If you’re looking for a PhD thesis, tell us when it reached Bristol, and whether or not Bristolians in ye 1800s and 1900s ate more fruit cake than people in other places. This is because from Tudor times (and almost certainly sooner), Bristol was importing dried fruit from Europe. Currants, particularly, would have made the fortunes of some of the red-robed scoundrels who used to run this town.
Yet this rich heritage is as nothing to da kidz, it seems. Next thing you’ll be telling me that they don’t like Spam or that they consider steak and kidney pudding to be, like, totally gross.
Local history treats online
Bristol’s museums are currently closed due to Lockdown 2, and they’re going to stay closed until at least December 2, if not longer. But they do have a brilliant set of online events coming up. There are talks on the Bristol Blitz, the life and work of Victorian Egyptologist Amelia Edwards, William Butler and the Coal-Tar Distillery at Crew’s Hole, an oral history of Black Bristolian memories and a very enticing thing titled “The Wicked Girls of Red Lodge”.

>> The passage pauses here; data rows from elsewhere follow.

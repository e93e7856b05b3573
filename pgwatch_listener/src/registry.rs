//! Maps channels to the consumers registered for them.

use std::fmt::Display;
use std::sync::Arc;

use hashbrown::HashSet;
use thiserror::Error;

use crate::consumer::Consumer;

/// Matches every channel when used as a pattern
pub const WILDCARD: &str = "*";

#[derive(Debug, Error)]
pub enum RegistryError {
    #[error("a consumer named {0:?} is already registered")]
    DuplicateName(String),

    #[error("no consumer named {0:?} is registered")]
    UnknownConsumer(String),

    #[error("consumer {0:?} has an empty channel pattern")]
    EmptyChannel(String),

    #[error("consumer name must not be empty")]
    EmptyName,
}

/// The channels a consumer wants
#[derive(Debug, Clone, PartialEq, Eq)]
pub enum ChannelPattern {
    Exact(Arc<str>),
    /// Several channels, matched like exact names
    OneOf(Vec<Arc<str>>),
    Wildcard,
}

impl ChannelPattern {
    /// Parse `*`, a channel name, or a comma separated list of channel names.
    ///
    /// Returns `None` if no channel name remains after trimming.
    pub fn parse(s: &str) -> Option<Self> {
        let s = s.trim();
        if s == WILDCARD {
            return Some(Self::Wildcard);
        }
        let mut seen = HashSet::new();
        let mut channels: Vec<Arc<str>> = s
            .split(',')
            .map(str::trim)
            .filter(|c| !c.is_empty() && seen.insert(*c))
            .map(Arc::from)
            .collect();
        match channels.len() {
            0 => None,
            1 => channels.pop().map(Self::Exact),
            _ => Some(Self::OneOf(channels)),
        }
    }

    pub fn matches(&self, channel: &str) -> bool {
        match self {
            Self::Exact(c) => c.as_ref() == channel,
            Self::OneOf(cs) => cs.iter().any(|c| c.as_ref() == channel),
            Self::Wildcard => true,
        }
    }

    pub fn is_wildcard(&self) -> bool {
        matches!(self, Self::Wildcard)
    }

    /// The named channels; empty for the wildcard
    pub fn channels(&self) -> &[Arc<str>] {
        match self {
            Self::Exact(c) => std::slice::from_ref(c),
            Self::OneOf(cs) => cs,
            Self::Wildcard => &[],
        }
    }

    fn is_empty(&self) -> bool {
        match self {
            Self::Wildcard => false,
            _ => self.channels().iter().all(|c| c.is_empty()),
        }
    }
}

impl Display for ChannelPattern {
    fn fmt(&self, f: &mut std::fmt::Formatter<'_>) -> std::fmt::Result {
        match self {
            Self::Exact(c) => f.write_str(c),
            Self::OneOf(cs) => f.write_str(&cs.join(",")),
            Self::Wildcard => f.write_str(WILDCARD),
        }
    }
}

impl From<&str> for ChannelPattern {
    fn from(s: &str) -> Self {
        Self::parse(s).unwrap_or_else(|| Self::Exact(Arc::from("")))
    }
}

#[derive(Debug, Clone)]
pub struct ConsumerRegistration {
    name: Arc<str>,
    channel_pattern: ChannelPattern,
    handler: Arc<dyn Consumer>,
}

impl ConsumerRegistration {
    pub fn new(
        name: impl Into<Arc<str>>,
        channel_pattern: impl Into<ChannelPattern>,
        handler: Arc<dyn Consumer>,
    ) -> Self {
        Self {
            name: name.into(),
            channel_pattern: channel_pattern.into(),
            handler,
        }
    }

    pub fn name(&self) -> &str {
        &self.name
    }

    pub fn channel_pattern(&self) -> &ChannelPattern {
        &self.channel_pattern
    }

    pub fn handler(&self) -> &Arc<dyn Consumer> {
        &self.handler
    }
}

/// Consumer registrations in registration order.
///
/// Mutated only while setting up a listener; the listener and its dispatcher share it read-only
/// afterwards.
#[derive(Debug, Default, Clone)]
pub struct ConsumerRegistry {
    registrations: Vec<ConsumerRegistration>,
}

impl ConsumerRegistry {
    pub fn new() -> Self {
        Self::default()
    }

    pub fn register(&mut self, registration: ConsumerRegistration) -> Result<(), RegistryError> {
        if registration.name.is_empty() {
            return Err(RegistryError::EmptyName);
        }
        if registration.channel_pattern.is_empty() {
            return Err(RegistryError::EmptyChannel(registration.name.to_string()));
        }
        if self.get(&registration.name).is_some() {
            return Err(RegistryError::DuplicateName(registration.name.to_string()));
        }
        self.registrations.push(registration);
        Ok(())
    }

    /// Shorthand for registering `handler` under `name` for `channel_pattern`
    pub fn register_consumer(
        &mut self,
        name: &str,
        channel_pattern: &str,
        handler: Arc<dyn Consumer>,
    ) -> Result<(), RegistryError> {
        let pattern = ChannelPattern::parse(channel_pattern)
            .ok_or_else(|| RegistryError::EmptyChannel(name.to_string()))?;
        self.register(ConsumerRegistration::new(name, pattern, handler))
    }

    pub fn deregister(&mut self, name: &str) -> Result<ConsumerRegistration, RegistryError> {
        let pos = self
            .registrations
            .iter()
            .position(|r| r.name() == name)
            .ok_or_else(|| RegistryError::UnknownConsumer(name.to_string()))?;
        Ok(self.registrations.remove(pos))
    }

    pub fn get(&self, name: &str) -> Option<&ConsumerRegistration> {
        self.registrations.iter().find(|r| r.name() == name)
    }

    /// Consumers for `channel`: exact and list matches first, then wildcards, each group in
    /// registration order
    pub fn lookup(&self, channel: &str) -> Vec<&ConsumerRegistration> {
        let named = self
            .registrations
            .iter()
            .filter(|r| !r.channel_pattern.is_wildcard() && r.channel_pattern.matches(channel));
        let wildcards = self
            .registrations
            .iter()
            .filter(|r| r.channel_pattern.is_wildcard());
        named.chain(wildcards).collect()
    }

    /// Every distinct channel named by a registration, in first registration order
    pub fn channels(&self) -> Vec<Arc<str>> {
        let mut seen = HashSet::new();
        self.registrations
            .iter()
            .flat_map(|r| r.channel_pattern.channels())
            .filter(|c| seen.insert(Arc::clone(c)))
            .map(Arc::clone)
            .collect()
    }

    pub fn has_wildcard(&self) -> bool {
        self.registrations
            .iter()
            .any(|r| r.channel_pattern.is_wildcard())
    }

    /// Keep only the registrations named in `names`. An empty selection keeps everything.
    pub fn select<S: AsRef<str>>(&mut self, names: &[S]) -> Result<(), RegistryError> {
        if names.is_empty() {
            return Ok(());
        }
        let selected: Vec<&str> = names.iter().map(|n| n.as_ref()).collect();
        if let Some(unknown) = selected.iter().find(|n| self.get(n).is_none()) {
            return Err(RegistryError::UnknownConsumer(unknown.to_string()));
        }
        let selected: HashSet<&str> = selected.into_iter().collect();
        self.registrations
            .retain(|r| selected.contains(r.name.as_ref()));
        Ok(())
    }

    pub fn names(&self) -> impl Iterator<Item = &str> {
        self.registrations.iter().map(|r| r.name())
    }

    pub fn len(&self) -> usize {
        self.registrations.len()
    }

    pub fn is_empty(&self) -> bool {
        self.registrations.is_empty()
    }
}

#[cfg(test)]
mod tests {
    use super::*;
    use crate::consumer::LoggingConsumer;
    use pretty_assertions::assert_eq;

    fn logging() -> Arc<dyn Consumer> {
        Arc::new(LoggingConsumer)
    }

    fn registry() -> ConsumerRegistry {
        let mut registry = ConsumerRegistry::new();
        registry.register_consumer("audit", "*", logging()).unwrap();
        registry.register_consumer("orders", "orders", logging()).unwrap();
        registry
            .register_consumer("cache", "users, orders", logging())
            .unwrap();
        registry.register_consumer("metrics", "*", logging()).unwrap();
        registry
    }

    fn names<'a>(regs: &[&'a ConsumerRegistration]) -> Vec<&'a str> {
        regs.iter().map(|r| r.name()).collect()
    }

    #[test]
    fn lookup_puts_wildcards_last_in_registration_order() {
        let registry = registry();
        assert_eq!(
            names(&registry.lookup("orders")),
            vec!["orders", "cache", "audit", "metrics"]
        );
        assert_eq!(
            names(&registry.lookup("users")),
            vec!["cache", "audit", "metrics"]
        );
        assert_eq!(names(&registry.lookup("other")), vec!["audit", "metrics"]);
    }

    #[test]
    fn channels_are_distinct_and_ordered() {
        let channels: Vec<String> = registry()
            .channels()
            .iter()
            .map(|c| c.to_string())
            .collect();
        assert_eq!(channels, vec!["orders", "users"]);
    }

    #[test]
    fn registration_errors() {
        let mut registry = registry();
        assert!(matches!(
            registry.register_consumer("orders", "x", logging()),
            Err(RegistryError::DuplicateName(n)) if n == "orders"
        ));
        assert!(matches!(
            registry.register_consumer("blank", " , ", logging()),
            Err(RegistryError::EmptyChannel(_))
        ));
        assert!(matches!(
            registry.register(ConsumerRegistration::new("", "x", logging())),
            Err(RegistryError::EmptyName)
        ));
        assert!(matches!(
            registry.register(ConsumerRegistration::new("blank", "", logging())),
            Err(RegistryError::EmptyChannel(_))
        ));
        assert!(matches!(
            registry.deregister("nope"),
            Err(RegistryError::UnknownConsumer(_))
        ));
        assert_eq!(registry.len(), 4);
    }

    #[test]
    fn deregister_and_select() {
        let mut registry = registry();
        registry.deregister("audit").unwrap();
        assert_eq!(names(&registry.lookup("other")), vec!["metrics"]);

        assert!(matches!(
            registry.select(&["cache", "missing"]),
            Err(RegistryError::UnknownConsumer(n)) if n == "missing"
        ));
        registry.select::<&str>(&[]).unwrap();
        assert_eq!(registry.len(), 3);

        registry.select(&["metrics", "cache"]).unwrap();
        assert_eq!(
            registry.names().collect::<Vec<_>>(),
            vec!["cache", "metrics"]
        );
        assert!(registry.has_wildcard());
    }

    #[test]
    fn pattern_parsing() {
        assert_eq!(ChannelPattern::parse(" * "), Some(ChannelPattern::Wildcard));
        assert_eq!(
            ChannelPattern::parse("orders"),
            Some(ChannelPattern::Exact(Arc::from("orders")))
        );
        assert_eq!(
            ChannelPattern::parse("a,b,a"),
            Some(ChannelPattern::OneOf(vec![Arc::from("a"), Arc::from("b")]))
        );
        assert_eq!(ChannelPattern::parse(""), None);
        assert_eq!(ChannelPattern::from("a, b").to_string(), "a,b");
    }
}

For details of these and lots more, including the online gift shop packed with Christmas present ideas for the Bristolian in your life, see www.bristolmuseums.org.uk
Whitchurch memories
Whitchurch Local History Society has just re-printed the first two of the three volumes of Village Memories its members have compiled from the recollections of older (and not-so-older) residents. These splendid little volumes paint a rich and colourful picture of village life in former times, with humorous and poignant tales as well as recollections of childhood and everyday life.

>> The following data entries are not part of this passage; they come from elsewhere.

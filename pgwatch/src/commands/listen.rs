use std::sync::Arc;

use pgwatch_clap_blocks::{ListenerArgs, PostgresArgs};
use pgwatch_listener::registry::WILDCARD;
use pgwatch_listener::{
    ConsumerRegistry, ListenerLoop, ListenerState, LoggingConsumer, RegistryError,
};
use pgwatch_postgres::{PgOutboxReplayStore, PgSubscriptionSource, ensure_outbox_table};
use pgwatch_shutdown::{ShutdownManager, wait_for_signal};
use thiserror::Error;
use tracing::{info, warn};

use super::common;

/// Name of the consumer that logs every notification
const LOG_CONSUMER: &str = "log";

#[derive(Debug, Error)]
pub(crate) enum Error {
    #[error("no channels to listen on, pass --channels or set PGWATCH_CHANNELS")]
    NoChannels,

    #[error(transparent)]
    Common(#[from] common::Error),

    #[error(transparent)]
    Config(#[from] pgwatch_clap_blocks::postgres::Error),

    #[error(transparent)]
    Outbox(#[from] pgwatch_postgres::Error),

    #[error("invalid consumer selection: {0}")]
    Registry(#[from] RegistryError),

    #[error("listener failed: {0}")]
    Listener(#[from] pgwatch_listener::Error),
}

#[derive(Debug, clap::Parser)]
pub(crate) struct Config {
    #[clap(flatten)]
    pub(crate) postgres: PostgresArgs,

    #[clap(flatten)]
    pub(crate) listener: ListenerArgs,

    /// Create the outbox table on start if it does not exist.
    #[clap(long = "create-outbox", env = "PGWATCH_CREATE_OUTBOX", action)]
    pub(crate) create_outbox: bool,
}

pub(crate) async fn command(config: Config) -> Result<(), Error> {
    let listener_config = config.listener.listener_config();
    if listener_config.channels.is_empty() {
        return Err(Error::NoChannels);
    }

    let outbox_table = config.postgres.outbox_table()?;
    let pool = common::connect(&config.postgres).await?;
    if config.create_outbox {
        ensure_outbox_table(&pool, outbox_table).await?;
    }

    let mut registry = ConsumerRegistry::new();
    registry.register_consumer(LOG_CONSUMER, WILDCARD, Arc::new(LoggingConsumer))?;

    let shutdown = ShutdownManager::new();
    let listener = ListenerLoop::new(
        listener_config,
        Arc::new(PgSubscriptionSource::new(pool.clone())),
        Arc::new(PgOutboxReplayStore::new(pool.clone(), outbox_table)?),
        registry,
    )?
    .with_checkpoint_store(config.listener.checkpoint_store())
    .with_shutdown_token(shutdown.register("listener"));
    let metrics = listener.metrics();
    let handle = listener.spawn();

    tokio::select! {
        _ = wait_for_signal() => {}
        _ = handle.wait_for_state(ListenerState::Stopped) => {
            warn!("listener stopped before shutdown was requested");
        }
    }
    shutdown.shutdown();
    let result = handle.join().await;
    shutdown.join().await;
    pool.close().await;

    let m = metrics.snapshot();
    info!(
        received = m.received,
        delivered = m.delivered,
        consumer_failures = m.consumer_failures,
        replayed = m.replayed,
        gaps = m.gaps,
        reconnects = m.reconnects,
        "listener stopped"
    );
    Ok(result?)
}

The third volume came out last year, and now all three are available once more. So if you know anyone from the village, a copy of one or all might be just the thing for Christmas. Certainly if you know any expats exiled from Whitchurch, whether in Winnipeg or Walsall, you ought to consider getting them one.
Details are at whitchurchvillagecouncil.co.uk (click on ‘History Society’ under Local Information) or just mail the secretary Geoff Gardiner at geoff@thegardiners.org. uk. Books cost £5 per volume, plus £2 P&P for one book and £2.50 for two.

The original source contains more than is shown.